Through an iterative process, we dropped and added CBOs from the list depending on the interest and availability of key informants. We exceeded our target of 20 interviews by December 2016, with a total sample of 23 organizations. Snowball sampling was used to generate a second sampling pool with 64 new organizations identified by key informants from the first round of interviews. Again, with input from CCHE Collaborative members, we reduced the list of potential key informants from 64 to 26 groups using the same criteria from the first round of interviews. As a result, 49 groups were dropped from the initial list and 11 groups were added for a target goal of 26 interviews. Four groups were not available to complete the interview before the end date in September 2017, resulting in a total sample of 22 interviews. The final sample across two rounds of interviews included 45 key informants representing grassroots CBOs across the country. See Table 1 for ethnic/racial constituency and geographic representation breakdown for both rounds of interviews.
We designed the key informant phone interview protocol in May 2016 with input from project partners. The interview protocol included a statement about confidentiality and the purpose of the landscape analysis, a brief quantitative assessment of organizational capacity needs and strengths (five minutes), and a semi-structured interview (45 to 60 minutes). We found that interviewees were more likely to respond to the organizational capacity survey while we had them on the phone for the interview, rather than try to get them to complete it on their own before or after the phone call. The interviewer read the brief survey questions aloud and recorded their answers in Qualtrics (online survey tool) on behalf of the respondent, and then transitioned to the semi-structured interview questions. The call was recorded on Zoom and the interviewer was trained to take written notes of high-level themes and key words or phrases.

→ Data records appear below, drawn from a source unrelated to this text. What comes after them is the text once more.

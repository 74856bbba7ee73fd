// ABOUTME: Unified error handling with error codes, HTTP status mapping, and JSON error bodies
// ABOUTME: Defines AppError and ErrorCode shared by the planner, provider client, and routes
//
// SPDX-License-Identifier: MIT OR Apache-2.0
// Copyright (c) 2025 Pierre Fitness Intelligence

//! # Unified Error Handling System
//!
//! Every fallible operation in the diet planner returns [`AppError`]. The
//! [`ErrorCode`] decides the HTTP status and the stable machine-readable code
//! sent to callers, while the message and details carry context.
//!
//! Two propagation policies coexist on purpose:
//! - the plan fallback path fails hard with [`ErrorCode::UpstreamGenerationFailure`]
//! - the nutrition estimator never fails and turns errors into a value-level
//!   `{"error": ...}` payload
//!
//! Both paths use [`ErrorCode::MalformedUpstreamResponse`] internally when the
//! completion text is not valid JSON, then absorb it in their own way.

use serde::{Deserialize, Serialize};
use thiserror::Error;

/// Standard error codes used throughout the application
#[derive(Debug, Clone, Copy, PartialEq, Eq, Hash, Serialize, Deserialize)]
pub enum ErrorCode {
    // Validation (3000-3999)
    /// Request payload failed validation
    #[serde(rename = "INVALID_INPUT")]
    InvalidInput = 3000,
    /// A numeric field is outside its accepted range
    #[serde(rename = "VALUE_OUT_OF_RANGE")]
    ValueOutOfRange = 3003,

    // Planning (4000-4999)
    /// Catalog entry exists but has too few items to sample from
    #[serde(rename = "INSUFFICIENT_CATALOG_DATA")]
    InsufficientCatalogData = 4100,
    /// Plan generation failed for an internal reason
    #[serde(rename = "PLAN_GENERATION_FAILURE")]
    PlanGenerationFailure = 4101,

    // External Services (5000-5999)
    /// Completion provider returned an error
    #[serde(rename = "EXTERNAL_SERVICE_ERROR")]
    ExternalServiceError = 5000,
    /// Completion provider could not be reached
    #[serde(rename = "EXTERNAL_SERVICE_UNAVAILABLE")]
    ExternalServiceUnavailable = 5001,
    /// Completion provider rejected our credentials
    #[serde(rename = "EXTERNAL_AUTH_FAILED")]
    ExternalAuthFailed = 5002,
    /// Completion provider rate limited the request
    #[serde(rename = "EXTERNAL_RATE_LIMITED")]
    ExternalRateLimited = 5003,
    /// LLM fallback generation failed
    #[serde(rename = "UPSTREAM_GENERATION_FAILURE")]
    UpstreamGenerationFailure = 5100,
    /// Completion text was not valid JSON
    #[serde(rename = "MALFORMED_UPSTREAM_RESPONSE")]
    MalformedUpstreamResponse = 5101,

    // Internal Errors (9000-9999)
    /// Unexpected internal failure
    #[serde(rename = "INTERNAL_ERROR")]
    InternalError = 9000,
}

impl ErrorCode {
    /// Get the HTTP status code for this error
    #[must_use]
    pub const fn http_status(&self) -> u16 {
        match self {
            // 400 Bad Request
            Self::InvalidInput | Self::ValueOutOfRange => 400,

            // 502 Bad Gateway
            Self::ExternalServiceError
            | Self::ExternalServiceUnavailable
            | Self::UpstreamGenerationFailure
            | Self::MalformedUpstreamResponse => 502,

            // 503 Service Unavailable
            Self::ExternalAuthFailed | Self::ExternalRateLimited => 503,

            // 500 Internal Server Error
            Self::InsufficientCatalogData
            | Self::PlanGenerationFailure
            | Self::InternalError => 500,
        }
    }

    /// Get a user-friendly description of this error
    #[must_use]
    pub const fn description(&self) -> &'static str {
        match self {
            Self::InvalidInput => "The provided input is invalid",
            Self::ValueOutOfRange => "The provided value is outside the acceptable range",
            Self::InsufficientCatalogData => "Not enough catalog items to build a meal plan",
            Self::PlanGenerationFailure => "The diet plan could not be generated",
            Self::ExternalServiceError => "An external service encountered an error",
            Self::ExternalServiceUnavailable => "An external service is currently unavailable",
            Self::ExternalAuthFailed => "Authentication with external service failed",
            Self::ExternalRateLimited => "External service rate limit exceeded",
            Self::UpstreamGenerationFailure => "The language model failed to generate a result",
            Self::MalformedUpstreamResponse => "The language model returned malformed output",
            Self::InternalError => "An internal server error occurred",
        }
    }
}

/// Unified error type for the application
#[derive(Debug, Error)]
#[error("{}: {}", .code.description(), .message)]
pub struct AppError {
    /// Error code
    pub code: ErrorCode,
    /// Human-readable error message
    pub message: String,
    /// Additional structured details (field names, limits, ...)
    pub details: serde_json::Value,
    /// Source error for error chaining
    #[source]
    pub source: Option<Box<dyn std::error::Error + Send + Sync>>,
}

impl AppError {
    /// Create a new `AppError` with the given code and message
    #[must_use]
    pub fn new(code: ErrorCode, message: impl Into<String>) -> Self {
        Self {
            code,
            message: message.into(),
            details: serde_json::Value::Null,
            source: None,
        }
    }

    /// Add details to the error
    #[must_use]
    pub fn with_details(mut self, details: serde_json::Value) -> Self {
        self.details = details;
        self
    }

    /// Add a source error for error chaining
    #[must_use]
    pub fn with_source(mut self, source: impl std::error::Error + Send + Sync + 'static) -> Self {
        self.source = Some(Box::new(source));
        self
    }

    /// Get the HTTP status code for this error
    #[must_use]
    pub const fn http_status(&self) -> u16 {
        self.code.http_status()
    }
}

/// Result type alias for convenience
pub type AppResult<T> = Result<T, AppError>;

/// HTTP error response format
#[derive(Debug, Serialize, Deserialize)]
pub struct ErrorResponse {
    /// Error payload
    pub error: ErrorResponseDetails,
}

/// Body of an [`ErrorResponse`]
#[derive(Debug, Serialize, Deserialize)]
pub struct ErrorResponseDetails {
    /// Stable error code
    pub code: ErrorCode,
    /// Caller-facing message
    pub message: String,
    /// Structured details, omitted when empty
    #[serde(default, skip_serializing_if = "serde_json::Value::is_null")]
    pub details: serde_json::Value,
}

impl From<AppError> for ErrorResponse {
    fn from(error: AppError) -> Self {
        Self {
            error: ErrorResponseDetails {
                code: error.code,
                message: error.message,
                details: error.details,
            },
        }
    }
}

/// Convenience functions for creating common errors
impl AppError {
    /// Invalid input
    #[must_use]
    pub fn invalid_input(message: impl Into<String>) -> Self {
        Self::new(ErrorCode::InvalidInput, message)
    }

    /// Invalid value for a named field
    #[must_use]
    pub fn invalid_field(field: &str, message: impl Into<String>) -> Self {
        Self::new(ErrorCode::InvalidInput, message)
            .with_details(serde_json::json!({ "field": field }))
    }

    /// Numeric field outside its accepted range
    #[must_use]
    pub fn out_of_range(field: &str, message: impl Into<String>) -> Self {
        Self::new(ErrorCode::ValueOutOfRange, message)
            .with_details(serde_json::json!({ "field": field }))
    }

    /// Catalog slot too small to sample from
    #[must_use]
    pub fn insufficient_catalog_data(slot: &str, available: usize, required: usize) -> Self {
        Self::new(
            ErrorCode::InsufficientCatalogData,
            format!("Meal slot '{slot}' has {available} item(s), need at least {required}"),
        )
        .with_details(serde_json::json!({
            "slot": slot,
            "available": available,
            "required": required,
        }))
    }

    /// Generic plan generation failure
    #[must_use]
    pub fn plan_generation(message: impl Into<String>) -> Self {
        Self::new(ErrorCode::PlanGenerationFailure, message)
    }

    /// LLM fallback generation failure
    #[must_use]
    pub fn upstream_generation(message: impl Into<String>) -> Self {
        Self::new(ErrorCode::UpstreamGenerationFailure, message)
    }

    /// Completion text was not valid JSON
    #[must_use]
    pub fn malformed_upstream(message: impl Into<String>) -> Self {
        Self::new(ErrorCode::MalformedUpstreamResponse, message)
    }

    /// External service error
    #[must_use]
    pub fn external_service(service: impl Into<String>, message: impl Into<String>) -> Self {
        Self::new(
            ErrorCode::ExternalServiceError,
            format!("{}: {}", service.into(), message.into()),
        )
    }

    /// External service unreachable
    #[must_use]
    pub fn external_unavailable(service: impl Into<String>, message: impl Into<String>) -> Self {
        Self::new(
            ErrorCode::ExternalServiceUnavailable,
            format!("{}: {}", service.into(), message.into()),
        )
    }

    /// Internal server error
    #[must_use]
    pub fn internal(message: impl Into<String>) -> Self {
        Self::new(ErrorCode::InternalError, message)
    }
}

#[cfg(feature = "http-response")]
impl axum::response::IntoResponse for AppError {
    fn into_response(self) -> axum::response::Response {
        let status = http::StatusCode::from_u16(self.http_status())
            .unwrap_or(http::StatusCode::INTERNAL_SERVER_ERROR);
        if status.is_server_error() {
            tracing::debug!(code = ?self.code, "Returning server error response: {}", self.message);
        }
        (status, axum::Json(ErrorResponse::from(self))).into_response()
    }
}

#[cfg(test)]
mod tests {
    use super::*;

    #[test]
    fn test_error_code_http_status() {
        assert_eq!(ErrorCode::InvalidInput.http_status(), 400);
        assert_eq!(ErrorCode::UpstreamGenerationFailure.http_status(), 502);
        assert_eq!(ErrorCode::PlanGenerationFailure.http_status(), 500);
        assert_eq!(ErrorCode::ExternalRateLimited.http_status(), 503);
    }

    #[test]
    fn test_invalid_field_carries_field_detail() {
        let error = AppError::invalid_field("age", "Age must be positive");
        assert_eq!(error.code, ErrorCode::InvalidInput);
        assert_eq!(error.details["field"], "age");
    }

    #[test]
    fn test_error_response_serialization() {
        let error = AppError::insufficient_catalog_data("snacks", 1, 2);
        let response = ErrorResponse::from(error);

        let json = serde_json::to_string(&response).unwrap();
        assert!(json.contains("INSUFFICIENT_CATALOG_DATA"));
        assert!(json.contains("\"slot\":\"snacks\""));
    }

    #[test]
    fn test_error_response_omits_null_details() {
        let response = ErrorResponse::from(AppError::plan_generation("failed"));
        let json = serde_json::to_value(&response).unwrap();
        assert!(json["error"].get("details").is_none());
        assert_eq!(json["error"]["code"], "PLAN_GENERATION_FAILURE");
    }
}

In total, the phone call took about one hour and covered the following topics: 1) Social Conditions, Barriers, and Impacts: features of the social and physical environment that inhibit healthy living and impact childhood health; 2) Current Work of the Organization: successful campaigns, efforts and programs to improve health, wellness, or safety in the community; and 3) Best Practices: strategies used by the organization to make a change that matters.